→ **Dataset records**:

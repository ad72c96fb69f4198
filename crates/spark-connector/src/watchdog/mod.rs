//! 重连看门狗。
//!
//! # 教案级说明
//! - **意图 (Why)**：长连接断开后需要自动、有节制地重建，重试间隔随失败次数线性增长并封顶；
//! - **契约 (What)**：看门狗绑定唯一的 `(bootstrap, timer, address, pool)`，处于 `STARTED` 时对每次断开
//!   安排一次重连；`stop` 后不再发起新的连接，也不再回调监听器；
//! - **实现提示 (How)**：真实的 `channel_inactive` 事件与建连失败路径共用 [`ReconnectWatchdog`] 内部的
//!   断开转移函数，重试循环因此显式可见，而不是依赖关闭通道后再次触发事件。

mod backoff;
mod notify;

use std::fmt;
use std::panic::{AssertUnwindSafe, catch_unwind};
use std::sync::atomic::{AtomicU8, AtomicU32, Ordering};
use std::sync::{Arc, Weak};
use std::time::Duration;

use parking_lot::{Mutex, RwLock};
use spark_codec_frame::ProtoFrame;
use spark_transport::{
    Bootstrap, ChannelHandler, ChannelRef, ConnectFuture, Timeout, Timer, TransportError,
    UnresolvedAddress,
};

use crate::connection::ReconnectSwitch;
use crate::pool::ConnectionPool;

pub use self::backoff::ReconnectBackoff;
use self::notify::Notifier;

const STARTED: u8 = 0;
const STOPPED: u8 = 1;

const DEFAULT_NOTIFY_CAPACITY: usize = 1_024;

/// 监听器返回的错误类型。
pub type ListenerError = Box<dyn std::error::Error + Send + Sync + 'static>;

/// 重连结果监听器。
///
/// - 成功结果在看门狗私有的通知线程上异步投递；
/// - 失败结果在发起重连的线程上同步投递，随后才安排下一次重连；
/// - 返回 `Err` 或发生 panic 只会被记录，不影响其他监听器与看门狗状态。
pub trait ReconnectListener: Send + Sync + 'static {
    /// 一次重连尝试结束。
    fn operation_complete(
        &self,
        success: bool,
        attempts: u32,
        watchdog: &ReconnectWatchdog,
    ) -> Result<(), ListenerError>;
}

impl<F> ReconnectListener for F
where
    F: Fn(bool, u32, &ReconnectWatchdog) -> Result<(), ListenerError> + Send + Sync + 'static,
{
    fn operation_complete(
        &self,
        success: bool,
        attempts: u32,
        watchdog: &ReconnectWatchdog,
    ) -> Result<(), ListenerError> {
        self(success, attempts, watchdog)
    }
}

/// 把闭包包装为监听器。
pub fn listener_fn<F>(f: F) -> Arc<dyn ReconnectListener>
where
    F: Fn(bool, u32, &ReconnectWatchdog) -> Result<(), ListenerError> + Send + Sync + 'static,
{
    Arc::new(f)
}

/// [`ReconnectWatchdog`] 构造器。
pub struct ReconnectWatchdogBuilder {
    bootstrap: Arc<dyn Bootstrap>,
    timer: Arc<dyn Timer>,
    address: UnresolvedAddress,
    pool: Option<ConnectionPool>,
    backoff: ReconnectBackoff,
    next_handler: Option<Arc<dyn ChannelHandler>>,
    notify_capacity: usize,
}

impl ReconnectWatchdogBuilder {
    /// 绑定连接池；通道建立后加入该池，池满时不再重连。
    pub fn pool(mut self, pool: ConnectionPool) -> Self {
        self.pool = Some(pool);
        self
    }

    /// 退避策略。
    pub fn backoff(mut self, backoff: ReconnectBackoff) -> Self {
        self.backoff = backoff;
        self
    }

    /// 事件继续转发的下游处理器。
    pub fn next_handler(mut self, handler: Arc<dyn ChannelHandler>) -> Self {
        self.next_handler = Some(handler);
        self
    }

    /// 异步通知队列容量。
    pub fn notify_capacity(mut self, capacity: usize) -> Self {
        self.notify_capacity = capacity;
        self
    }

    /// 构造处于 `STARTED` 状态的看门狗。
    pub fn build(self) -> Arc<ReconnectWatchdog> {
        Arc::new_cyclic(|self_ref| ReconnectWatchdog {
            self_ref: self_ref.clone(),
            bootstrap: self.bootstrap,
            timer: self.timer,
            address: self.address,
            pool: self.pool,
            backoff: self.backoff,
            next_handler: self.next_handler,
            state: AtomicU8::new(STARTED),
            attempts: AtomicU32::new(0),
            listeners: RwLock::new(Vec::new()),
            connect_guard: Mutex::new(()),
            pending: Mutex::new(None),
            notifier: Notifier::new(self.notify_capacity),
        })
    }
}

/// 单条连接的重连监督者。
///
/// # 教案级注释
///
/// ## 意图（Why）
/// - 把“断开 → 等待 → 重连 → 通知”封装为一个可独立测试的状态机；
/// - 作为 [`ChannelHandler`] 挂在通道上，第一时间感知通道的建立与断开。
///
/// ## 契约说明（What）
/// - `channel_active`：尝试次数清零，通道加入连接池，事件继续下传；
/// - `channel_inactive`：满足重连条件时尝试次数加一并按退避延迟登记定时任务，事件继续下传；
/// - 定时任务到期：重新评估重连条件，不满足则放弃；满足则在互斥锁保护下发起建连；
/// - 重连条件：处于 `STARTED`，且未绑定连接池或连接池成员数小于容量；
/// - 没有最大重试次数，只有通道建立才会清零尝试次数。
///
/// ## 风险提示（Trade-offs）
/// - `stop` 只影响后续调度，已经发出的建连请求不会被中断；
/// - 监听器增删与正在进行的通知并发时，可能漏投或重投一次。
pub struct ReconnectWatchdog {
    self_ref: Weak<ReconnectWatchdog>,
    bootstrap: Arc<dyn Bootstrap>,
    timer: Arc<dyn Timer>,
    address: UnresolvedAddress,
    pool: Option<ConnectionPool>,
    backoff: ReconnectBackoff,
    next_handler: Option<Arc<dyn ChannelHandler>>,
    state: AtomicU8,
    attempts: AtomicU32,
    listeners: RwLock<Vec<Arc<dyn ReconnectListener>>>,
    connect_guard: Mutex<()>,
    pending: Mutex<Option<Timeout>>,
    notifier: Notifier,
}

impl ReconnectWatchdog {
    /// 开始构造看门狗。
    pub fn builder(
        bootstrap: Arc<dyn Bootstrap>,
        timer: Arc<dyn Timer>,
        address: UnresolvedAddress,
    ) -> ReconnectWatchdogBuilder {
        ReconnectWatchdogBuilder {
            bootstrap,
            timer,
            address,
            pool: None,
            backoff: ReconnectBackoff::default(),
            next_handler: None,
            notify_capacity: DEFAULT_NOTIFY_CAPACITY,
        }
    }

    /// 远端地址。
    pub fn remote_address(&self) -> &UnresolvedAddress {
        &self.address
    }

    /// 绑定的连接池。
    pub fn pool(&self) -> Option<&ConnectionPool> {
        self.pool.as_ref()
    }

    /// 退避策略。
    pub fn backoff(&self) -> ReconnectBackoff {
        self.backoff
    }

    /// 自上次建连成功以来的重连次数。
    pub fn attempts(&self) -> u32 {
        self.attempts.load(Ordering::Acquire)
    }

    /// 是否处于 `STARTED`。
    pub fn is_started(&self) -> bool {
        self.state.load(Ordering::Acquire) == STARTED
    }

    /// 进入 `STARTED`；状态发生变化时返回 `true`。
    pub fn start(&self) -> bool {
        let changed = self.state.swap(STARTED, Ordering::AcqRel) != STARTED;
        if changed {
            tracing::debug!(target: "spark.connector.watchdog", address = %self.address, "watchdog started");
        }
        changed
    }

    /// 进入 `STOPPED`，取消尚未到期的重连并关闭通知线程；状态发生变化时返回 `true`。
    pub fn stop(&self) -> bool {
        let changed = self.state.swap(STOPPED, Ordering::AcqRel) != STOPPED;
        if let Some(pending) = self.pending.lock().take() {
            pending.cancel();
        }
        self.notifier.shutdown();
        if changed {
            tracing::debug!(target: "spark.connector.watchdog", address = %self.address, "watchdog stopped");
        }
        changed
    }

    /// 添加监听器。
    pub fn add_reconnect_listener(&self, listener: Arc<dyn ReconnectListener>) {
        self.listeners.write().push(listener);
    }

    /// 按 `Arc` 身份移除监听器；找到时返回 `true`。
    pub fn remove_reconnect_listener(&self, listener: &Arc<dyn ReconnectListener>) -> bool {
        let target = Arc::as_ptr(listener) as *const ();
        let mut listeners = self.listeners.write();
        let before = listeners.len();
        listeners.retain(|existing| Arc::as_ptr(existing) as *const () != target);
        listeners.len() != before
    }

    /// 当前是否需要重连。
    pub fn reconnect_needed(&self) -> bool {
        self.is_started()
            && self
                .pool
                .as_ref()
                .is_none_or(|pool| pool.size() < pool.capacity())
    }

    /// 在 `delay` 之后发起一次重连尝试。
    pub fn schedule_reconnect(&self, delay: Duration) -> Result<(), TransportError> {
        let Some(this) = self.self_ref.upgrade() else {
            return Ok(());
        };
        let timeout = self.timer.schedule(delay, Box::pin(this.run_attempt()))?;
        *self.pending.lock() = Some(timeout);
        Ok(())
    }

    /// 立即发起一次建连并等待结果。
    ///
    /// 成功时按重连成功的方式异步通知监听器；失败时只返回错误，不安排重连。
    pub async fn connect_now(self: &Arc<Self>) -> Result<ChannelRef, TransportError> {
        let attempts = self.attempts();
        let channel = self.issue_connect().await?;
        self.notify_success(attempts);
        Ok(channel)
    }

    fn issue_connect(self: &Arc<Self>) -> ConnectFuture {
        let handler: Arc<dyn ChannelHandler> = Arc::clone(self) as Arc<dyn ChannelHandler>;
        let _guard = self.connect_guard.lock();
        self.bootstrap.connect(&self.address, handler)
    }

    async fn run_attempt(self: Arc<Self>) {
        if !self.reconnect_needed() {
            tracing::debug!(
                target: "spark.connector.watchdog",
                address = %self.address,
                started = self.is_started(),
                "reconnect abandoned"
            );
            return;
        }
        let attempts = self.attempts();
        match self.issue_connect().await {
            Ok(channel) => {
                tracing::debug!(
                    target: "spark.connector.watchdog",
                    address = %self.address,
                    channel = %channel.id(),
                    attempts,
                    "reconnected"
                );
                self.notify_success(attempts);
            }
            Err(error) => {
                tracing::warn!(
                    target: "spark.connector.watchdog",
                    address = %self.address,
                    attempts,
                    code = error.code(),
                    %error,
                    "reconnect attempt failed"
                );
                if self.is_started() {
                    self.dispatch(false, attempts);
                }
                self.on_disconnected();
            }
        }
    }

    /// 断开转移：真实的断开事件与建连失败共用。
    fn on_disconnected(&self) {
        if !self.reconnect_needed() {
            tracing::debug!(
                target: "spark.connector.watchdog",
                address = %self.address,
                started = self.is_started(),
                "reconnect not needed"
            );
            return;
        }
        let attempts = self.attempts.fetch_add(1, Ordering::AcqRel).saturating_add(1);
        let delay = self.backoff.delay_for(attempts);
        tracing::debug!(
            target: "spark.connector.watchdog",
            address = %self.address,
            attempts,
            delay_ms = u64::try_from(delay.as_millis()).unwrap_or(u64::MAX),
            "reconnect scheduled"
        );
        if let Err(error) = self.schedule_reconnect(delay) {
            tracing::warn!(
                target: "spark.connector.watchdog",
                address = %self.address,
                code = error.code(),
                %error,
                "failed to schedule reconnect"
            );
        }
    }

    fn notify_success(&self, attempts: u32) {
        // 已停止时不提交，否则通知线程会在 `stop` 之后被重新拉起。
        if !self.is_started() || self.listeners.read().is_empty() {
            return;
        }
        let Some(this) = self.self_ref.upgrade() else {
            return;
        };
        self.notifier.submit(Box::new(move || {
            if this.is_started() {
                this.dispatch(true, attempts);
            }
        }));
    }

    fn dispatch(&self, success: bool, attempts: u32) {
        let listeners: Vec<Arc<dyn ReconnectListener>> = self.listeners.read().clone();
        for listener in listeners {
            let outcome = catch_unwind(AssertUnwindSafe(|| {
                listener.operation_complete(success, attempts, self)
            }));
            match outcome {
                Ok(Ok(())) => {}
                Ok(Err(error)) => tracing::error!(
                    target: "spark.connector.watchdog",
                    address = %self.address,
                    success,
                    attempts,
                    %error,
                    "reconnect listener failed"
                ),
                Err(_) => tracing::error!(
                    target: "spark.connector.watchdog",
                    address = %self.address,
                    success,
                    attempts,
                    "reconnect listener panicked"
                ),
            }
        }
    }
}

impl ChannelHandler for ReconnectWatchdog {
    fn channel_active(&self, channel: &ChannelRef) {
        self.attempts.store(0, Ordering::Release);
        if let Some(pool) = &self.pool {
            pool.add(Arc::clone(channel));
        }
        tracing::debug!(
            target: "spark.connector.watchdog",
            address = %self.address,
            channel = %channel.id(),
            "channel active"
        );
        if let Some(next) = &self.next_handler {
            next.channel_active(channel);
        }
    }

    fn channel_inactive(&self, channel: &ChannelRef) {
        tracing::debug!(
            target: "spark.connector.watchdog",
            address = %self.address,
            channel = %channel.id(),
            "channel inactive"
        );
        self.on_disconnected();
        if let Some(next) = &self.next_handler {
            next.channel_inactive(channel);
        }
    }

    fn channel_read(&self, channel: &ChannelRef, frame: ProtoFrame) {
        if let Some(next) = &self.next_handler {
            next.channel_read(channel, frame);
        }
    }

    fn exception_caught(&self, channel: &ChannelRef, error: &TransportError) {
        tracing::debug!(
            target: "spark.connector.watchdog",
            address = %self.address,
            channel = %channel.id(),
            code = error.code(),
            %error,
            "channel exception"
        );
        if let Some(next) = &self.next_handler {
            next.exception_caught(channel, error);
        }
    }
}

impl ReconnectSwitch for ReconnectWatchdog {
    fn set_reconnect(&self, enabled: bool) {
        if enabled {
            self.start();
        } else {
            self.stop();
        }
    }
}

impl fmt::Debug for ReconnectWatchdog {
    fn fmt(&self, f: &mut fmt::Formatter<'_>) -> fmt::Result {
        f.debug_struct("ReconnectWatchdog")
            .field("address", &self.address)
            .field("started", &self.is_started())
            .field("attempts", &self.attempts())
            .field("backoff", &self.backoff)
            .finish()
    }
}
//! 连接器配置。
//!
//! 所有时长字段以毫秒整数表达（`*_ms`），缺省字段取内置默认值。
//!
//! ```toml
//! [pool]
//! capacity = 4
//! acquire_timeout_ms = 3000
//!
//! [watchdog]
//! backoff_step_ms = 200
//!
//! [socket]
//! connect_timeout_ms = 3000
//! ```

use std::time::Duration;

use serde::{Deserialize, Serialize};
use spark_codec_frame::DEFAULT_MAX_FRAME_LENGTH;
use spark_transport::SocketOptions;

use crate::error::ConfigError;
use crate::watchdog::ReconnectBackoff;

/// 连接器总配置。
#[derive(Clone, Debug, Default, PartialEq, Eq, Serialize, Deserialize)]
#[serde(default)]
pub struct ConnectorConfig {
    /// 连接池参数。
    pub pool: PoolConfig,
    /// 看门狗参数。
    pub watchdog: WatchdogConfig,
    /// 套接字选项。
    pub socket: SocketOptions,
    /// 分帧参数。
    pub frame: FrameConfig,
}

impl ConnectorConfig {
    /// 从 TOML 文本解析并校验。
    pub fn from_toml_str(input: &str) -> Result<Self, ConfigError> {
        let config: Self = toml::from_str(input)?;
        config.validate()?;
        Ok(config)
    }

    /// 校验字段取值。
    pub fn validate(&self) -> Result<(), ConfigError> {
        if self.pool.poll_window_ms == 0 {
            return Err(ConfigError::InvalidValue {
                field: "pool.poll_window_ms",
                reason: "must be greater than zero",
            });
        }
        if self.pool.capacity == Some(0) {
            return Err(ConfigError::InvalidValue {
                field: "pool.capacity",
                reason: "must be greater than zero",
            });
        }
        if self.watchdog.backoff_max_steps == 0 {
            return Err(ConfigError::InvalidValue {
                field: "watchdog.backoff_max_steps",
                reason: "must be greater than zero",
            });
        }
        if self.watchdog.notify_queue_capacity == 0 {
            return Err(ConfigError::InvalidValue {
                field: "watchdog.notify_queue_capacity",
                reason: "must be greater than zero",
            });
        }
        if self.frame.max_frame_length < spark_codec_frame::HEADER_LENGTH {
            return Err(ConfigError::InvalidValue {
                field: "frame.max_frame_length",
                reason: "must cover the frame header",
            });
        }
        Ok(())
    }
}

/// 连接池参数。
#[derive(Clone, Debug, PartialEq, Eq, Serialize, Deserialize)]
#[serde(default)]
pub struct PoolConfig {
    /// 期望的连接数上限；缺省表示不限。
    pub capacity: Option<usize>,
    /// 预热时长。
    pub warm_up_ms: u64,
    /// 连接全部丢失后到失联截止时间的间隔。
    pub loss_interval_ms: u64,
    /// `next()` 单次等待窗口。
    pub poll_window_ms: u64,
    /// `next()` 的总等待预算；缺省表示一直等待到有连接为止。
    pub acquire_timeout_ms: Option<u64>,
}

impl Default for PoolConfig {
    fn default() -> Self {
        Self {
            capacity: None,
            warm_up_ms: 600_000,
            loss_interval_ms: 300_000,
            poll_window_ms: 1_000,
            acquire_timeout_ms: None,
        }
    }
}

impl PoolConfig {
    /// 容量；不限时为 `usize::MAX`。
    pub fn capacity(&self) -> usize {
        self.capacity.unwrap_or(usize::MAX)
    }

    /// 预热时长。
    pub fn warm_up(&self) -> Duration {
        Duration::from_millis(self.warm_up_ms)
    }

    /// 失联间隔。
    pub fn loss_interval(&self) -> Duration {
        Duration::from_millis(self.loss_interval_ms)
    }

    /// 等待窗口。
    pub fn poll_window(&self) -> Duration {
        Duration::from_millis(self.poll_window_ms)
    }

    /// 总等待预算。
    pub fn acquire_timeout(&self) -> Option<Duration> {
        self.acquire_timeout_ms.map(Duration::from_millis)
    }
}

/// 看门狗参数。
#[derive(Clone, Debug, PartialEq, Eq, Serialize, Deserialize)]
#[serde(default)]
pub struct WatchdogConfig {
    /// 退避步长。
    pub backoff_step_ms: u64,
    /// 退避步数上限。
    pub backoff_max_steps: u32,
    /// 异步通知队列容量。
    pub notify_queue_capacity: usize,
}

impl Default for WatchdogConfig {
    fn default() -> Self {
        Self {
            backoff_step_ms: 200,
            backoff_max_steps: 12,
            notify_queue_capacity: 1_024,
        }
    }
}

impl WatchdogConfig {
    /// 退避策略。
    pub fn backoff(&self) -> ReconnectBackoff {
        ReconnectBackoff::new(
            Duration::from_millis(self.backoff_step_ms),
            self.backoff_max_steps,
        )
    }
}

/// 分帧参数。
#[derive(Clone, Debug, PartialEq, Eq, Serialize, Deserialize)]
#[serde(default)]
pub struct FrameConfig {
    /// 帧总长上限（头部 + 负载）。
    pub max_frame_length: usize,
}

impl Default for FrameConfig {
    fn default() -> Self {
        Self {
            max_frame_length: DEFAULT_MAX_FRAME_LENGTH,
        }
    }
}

→ **Prompt**:
Above are the records; from them, give again exactly the lines from the one containing "let changed = self.state.swap(STOPPED, Ordering::AcqRel)" through the one containing "pub fn add_reconnect_listener(&self, listener: Arc<dyn", both included.

→ **Expected answer**:
        let changed = self.state.swap(STOPPED, Ordering::AcqRel) != STOPPED;
        if let Some(pending) = self.pending.lock().take() {
            pending.cancel();
        }
        self.notifier.shutdown();
        if changed {
            tracing::debug!(target: "spark.connector.watchdog", address = %self.address, "watchdog stopped");
        }
        changed
    }

    /// 添加监听器。
    pub fn add_reconnect_listener(&self, listener: Arc<dyn ReconnectListener>) {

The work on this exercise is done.